# [Extracted material]
++++++++
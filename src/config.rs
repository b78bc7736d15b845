use std::fmt;
use std::path::Path;
use std::str::FromStr;
use std::time::Duration;

use tracing::warn;

use crate::ai::AiTier;
use crate::error::ConfigError;
use crate::game::{GameConfig, GravityMode, Opponent};

/// Upper bound for the pause before the computer answers.
const MAX_AI_DELAY_MS: u64 = 60_000;

/// Named board size, mapped to dimensions through [`PresetTable`].
#[derive(Debug, Clone, Copy, PartialEq, Eq, Hash, Default, serde::Serialize, serde::Deserialize)]
#[serde(rename_all = "lowercase")]
pub enum Difficulty {
    #[default]
    Easy,
    Normal,
    Hard,
}

impl FromStr for Difficulty {
    type Err = ConfigError;

    fn from_str(s: &str) -> Result<Self, Self::Err> {
        match s.to_ascii_lowercase().as_str() {
            "easy" => Ok(Difficulty::Easy),
            "normal" => Ok(Difficulty::Normal),
            "hard" => Ok(Difficulty::Hard),
            _ => Err(ConfigError::UnknownValue {
                kind: "difficulty",
                value: s.to_string(),
            }),
        }
    }
}

impl fmt::Display for Difficulty {
    fn fmt(&self, f: &mut fmt::Formatter<'_>) -> fmt::Result {
        f.write_str(match self {
            Difficulty::Easy => "easy",
            Difficulty::Normal => "normal",
            Difficulty::Hard => "hard",
        })
    }
}

/// Board dimensions and number of random starting tokens.
#[derive(Debug, Clone, Copy, PartialEq, Eq, serde::Serialize, serde::Deserialize)]
pub struct BoardPreset {
    pub rows: usize,
    pub cols: usize,
    pub prefill: usize,
}

#[derive(Debug, Clone, serde::Serialize, serde::Deserialize)]
#[serde(default)]
pub struct PresetTable {
    pub easy: BoardPreset,
    pub normal: BoardPreset,
    pub hard: BoardPreset,
}

impl Default for PresetTable {
    fn default() -> Self {
        PresetTable {
            easy: BoardPreset {
                rows: 6,
                cols: 7,
                prefill: 0,
            },
            normal: BoardPreset {
                rows: 7,
                cols: 8,
                prefill: 0,
            },
            hard: BoardPreset {
                rows: 8,
                cols: 10,
                prefill: 7,
            },
        }
    }
}

impl PresetTable {
    pub fn get(&self, difficulty: Difficulty) -> BoardPreset {
        match difficulty {
            Difficulty::Easy => self.easy,
            Difficulty::Normal => self.normal,
            Difficulty::Hard => self.hard,
        }
    }
}

/// Defaults for the next game.
#[derive(Debug, Clone, serde::Serialize, serde::Deserialize)]
#[serde(default)]
pub struct GameSettings {
    pub difficulty: Difficulty,
    pub gravity_mode: GravityMode,
    pub vs_computer: bool,
    pub ai_tier: AiTier,
    /// Pause before the computer plays, in milliseconds.
    pub ai_delay_ms: u64,
    pub player_one: String,
    pub player_two: String,
}

impl Default for GameSettings {
    fn default() -> Self {
        GameSettings {
            difficulty: Difficulty::Easy,
            gravity_mode: GravityMode::Fixed,
            vs_computer: false,
            ai_tier: AiTier::Easy,
            ai_delay_ms: 1000,
            player_one: "Player 1".to_string(),
            player_two: "Player 2".to_string(),
        }
    }
}

/// Top-level application configuration, loadable from TOML.
#[derive(Debug, Clone, Default, serde::Serialize, serde::Deserialize)]
#[serde(default)]
pub struct AppConfig {
    pub game: GameSettings,
    pub presets: PresetTable,
}

impl AppConfig {
    /// Load configuration from a TOML file.
    pub fn load(path: &Path) -> Result<Self, ConfigError> {
        let content = std::fs::read_to_string(path).map_err(|e| ConfigError::FileRead {
            path: path.to_path_buf(),
            source: e,
        })?;
        let config: AppConfig = toml::from_str(&content)?;
        config.validate()?;
        Ok(config)
    }

    /// Load configuration from a TOML file, falling back to defaults if the file
    /// does not exist.
    pub fn load_or_default(path: &Path) -> Result<Self, ConfigError> {
        if path.exists() {
            Self::load(path)
        } else {
            warn!(path = %path.display(), "config file not found, using defaults");
            Ok(Self::default())
        }
    }

    /// Validate configuration values.
    pub fn validate(&self) -> Result<(), ConfigError> {
        for difficulty in [Difficulty::Easy, Difficulty::Normal, Difficulty::Hard] {
            let preset = self.presets.get(difficulty);
            if preset.rows == 0 {
                return Err(ConfigError::Validation(format!(
                    "presets.{difficulty}.rows must be > 0"
                )));
            }
            if preset.cols == 0 {
                return Err(ConfigError::Validation(format!(
                    "presets.{difficulty}.cols must be > 0"
                )));
            }
            let Some(cells) = preset.rows.checked_mul(preset.cols) else {
                return Err(ConfigError::Validation(format!(
                    "presets.{difficulty} has too many cells"
                )));
            };
            if preset.prefill > cells {
                return Err(ConfigError::Validation(format!(
                    "presets.{difficulty}.prefill must be <= rows * cols"
                )));
            }
        }

        if self.game.ai_delay_ms > MAX_AI_DELAY_MS {
            return Err(ConfigError::Validation(format!(
                "game.ai_delay_ms must be <= {MAX_AI_DELAY_MS}"
            )));
        }

        Ok(())
    }

    /// Build the engine configuration for the selected difficulty.
    pub fn game_config(&self) -> GameConfig {
        let preset = self.presets.get(self.game.difficulty);
        let opponent = if self.game.vs_computer {
            Opponent::Computer(self.game.ai_tier)
        } else {
            Opponent::Human
        };
        let player_two = match (&opponent, self.game.player_two.trim()) {
            (Opponent::Computer(_), "") => "Computer".to_string(),
            (_, name) => name.to_string(),
        };

        GameConfig {
            rows: preset.rows,
            cols: preset.cols,
            prefill: preset.prefill,
            gravity_mode: self.game.gravity_mode,
            opponent,
            names: [self.game.player_one.clone(), player_two],
        }
    }

    pub fn ai_delay(&self) -> Duration {
        Duration::from_millis(self.game.ai_delay_ms)
    }

    /// Generate a TOML string with all default values (useful for creating
    /// example config files).
    pub fn default_toml() -> String {
        toml::to_string_pretty(&AppConfig::default()).expect("default config serializes")
    }
}

#[cfg(test)]
mod tests {
    use super::*;
    use std::io::Write;

    #[test]
    fn test_default_config_is_valid() {
        let config = AppConfig::default();
        config.validate().expect("default config should be valid");
    }

    #[test]
    fn test_default_presets() {
        let presets = PresetTable::default();
        assert_eq!((presets.easy.rows, presets.easy.cols, presets.easy.prefill), (6, 7, 0));
        assert_eq!((presets.normal.rows, presets.normal.cols, presets.normal.prefill), (7, 8, 0));
        assert_eq!((presets.hard.rows, presets.hard.cols, presets.hard.prefill), (8, 10, 7));
    }

    #[test]
    fn test_partial_toml_uses_defaults() {
        let toml_str = r#"
[game]
difficulty = "hard"
gravity_mode = "inverse"
"#;
        let config: AppConfig = toml::from_str(toml_str).unwrap();
        assert_eq!(config.game.difficulty, Difficulty::Hard);
        assert_eq!(config.game.gravity_mode, GravityMode::Reversing);
        // Other fields should be defaults
        assert_eq!(config.game.ai_delay_ms, 1000);
        assert_eq!(config.presets.normal.cols, 8);
    }

    #[test]
    fn test_empty_toml_uses_all_defaults() {
        let config: AppConfig = toml::from_str("").unwrap();
        assert_eq!(config.game.difficulty, Difficulty::Easy);
        assert!(!config.game.vs_computer);
        assert_eq!(config.presets.hard.prefill, 7);
    }

    #[test]
    fn test_game_config_for_computer_opponent() {
        let mut config = AppConfig::default();
        config.game.difficulty = Difficulty::Hard;
        config.game.vs_computer = true;
        config.game.ai_tier = AiTier::Medium;
        config.game.player_two = String::new();

        let game = config.game_config();
        assert_eq!((game.rows, game.cols, game.prefill), (8, 10, 7));
        assert_eq!(game.opponent, Opponent::Computer(AiTier::Medium));
        assert_eq!(game.names[1], "Computer");
    }

    #[test]
    fn test_game_config_for_human_opponent() {
        let config = AppConfig::default();
        let game = config.game_config();
        assert_eq!(game.opponent, Opponent::Human);
        assert_eq!(game.names, ["Player 1".to_string(), "Player 2".to_string()]);
    }

    #[test]
    fn test_validation_rejects_zero_rows() {
        let mut config = AppConfig::default();
        config.presets.normal.rows = 0;
        assert!(config.validate().is_err());
    }

    #[test]
    fn test_validation_rejects_oversized_prefill() {
        let mut config = AppConfig::default();
        config.presets.easy.prefill = 43;
        assert!(config.validate().is_err());
        config.presets.easy.prefill = 42;
        assert!(config.validate().is_ok());
    }

    #[test]
    fn test_validation_rejects_overflowing_preset() {
        let mut config = AppConfig::default();
        config.presets.hard.rows = usize::MAX;
        config.presets.hard.cols = 2;
        assert!(matches!(config.validate(), Err(ConfigError::Validation(_))));
    }

    #[test]
    fn test_validation_rejects_long_ai_delay() {
        let mut config = AppConfig::default();
        config.game.ai_delay_ms = MAX_AI_DELAY_MS + 1;
        assert!(config.validate().is_err());
    }

    #[test]
    fn test_load_or_default_missing_file() {
        let config = AppConfig::load_or_default(Path::new("nonexistent_config.toml")).unwrap();
        assert_eq!(config.game.difficulty, Difficulty::Easy);
    }

    #[test]
    fn test_load_from_file() {
        let dir = tempfile::tempdir().unwrap();
        let path = dir.path().join("test_config.toml");
        let mut f = std::fs::File::create(&path).unwrap();
        writeln!(
            f,
            r#"
[game]
vs_computer = true
ai_tier = "hard"

[presets.easy]
rows = 5
cols = 5
prefill = 2
"#
        )
        .unwrap();

        let config = AppConfig::load(&path).unwrap();
        assert!(config.game.vs_computer);
        assert_eq!(config.game.ai_tier, AiTier::Hard);
        assert_eq!(config.presets.easy.rows, 5);
        // Others are defaults
        assert_eq!(config.presets.hard.cols, 10);
    }

    #[test]
    fn test_load_rejects_invalid_file() {
        let dir = tempfile::tempdir().unwrap();
        let path = dir.path().join("bad.toml");
        std::fs::write(&path, "[game]\nai_delay_ms = 999999\n").unwrap();
        assert!(matches!(
            AppConfig::load(&path),
            Err(ConfigError::Validation(_))
        ));

        std::fs::write(&path, "[game]\nai_tier = \"expert\"\n").unwrap();
        assert!(matches!(AppConfig::load(&path), Err(ConfigError::TomlParse(_))));
    }

    #[test]
    fn test_default_toml_roundtrips() {
        let toml_str = AppConfig::default_toml();
        let config: AppConfig = toml::from_str(&toml_str).unwrap();
        config.validate().expect("roundtripped config should be valid");
    }

    #[test]
    fn test_difficulty_parsing() {
        assert_eq!("Normal".parse::<Difficulty>().unwrap(), Difficulty::Normal);
        assert!("brutal".parse::<Difficulty>().is_err());
    }
}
++++++++
# [Your task]
In the entries above, find each line with the word "unwrap" and copy it.

# [Task answer]
        let config: AppConfig = toml::from_str(toml_str).unwrap();
        let config: AppConfig = toml::from_str("").unwrap();
        let config = AppConfig::load_or_default(Path::new("nonexistent_config.toml")).unwrap();
        let dir = tempfile::tempdir().unwrap();
        let mut f = std::fs::File::create(&path).unwrap();
        .unwrap();
        let config = AppConfig::load(&path).unwrap();
        let dir = tempfile::tempdir().unwrap();
        std::fs::write(&path, "[game]\nai_delay_ms = 999999\n").unwrap();
        std::fs::write(&path, "[game]\nai_tier = \"expert\"\n").unwrap();
        let config: AppConfig = toml::from_str(&toml_str).unwrap();
        assert_eq!("Normal".parse::<Difficulty>().unwrap(), Difficulty::Normal);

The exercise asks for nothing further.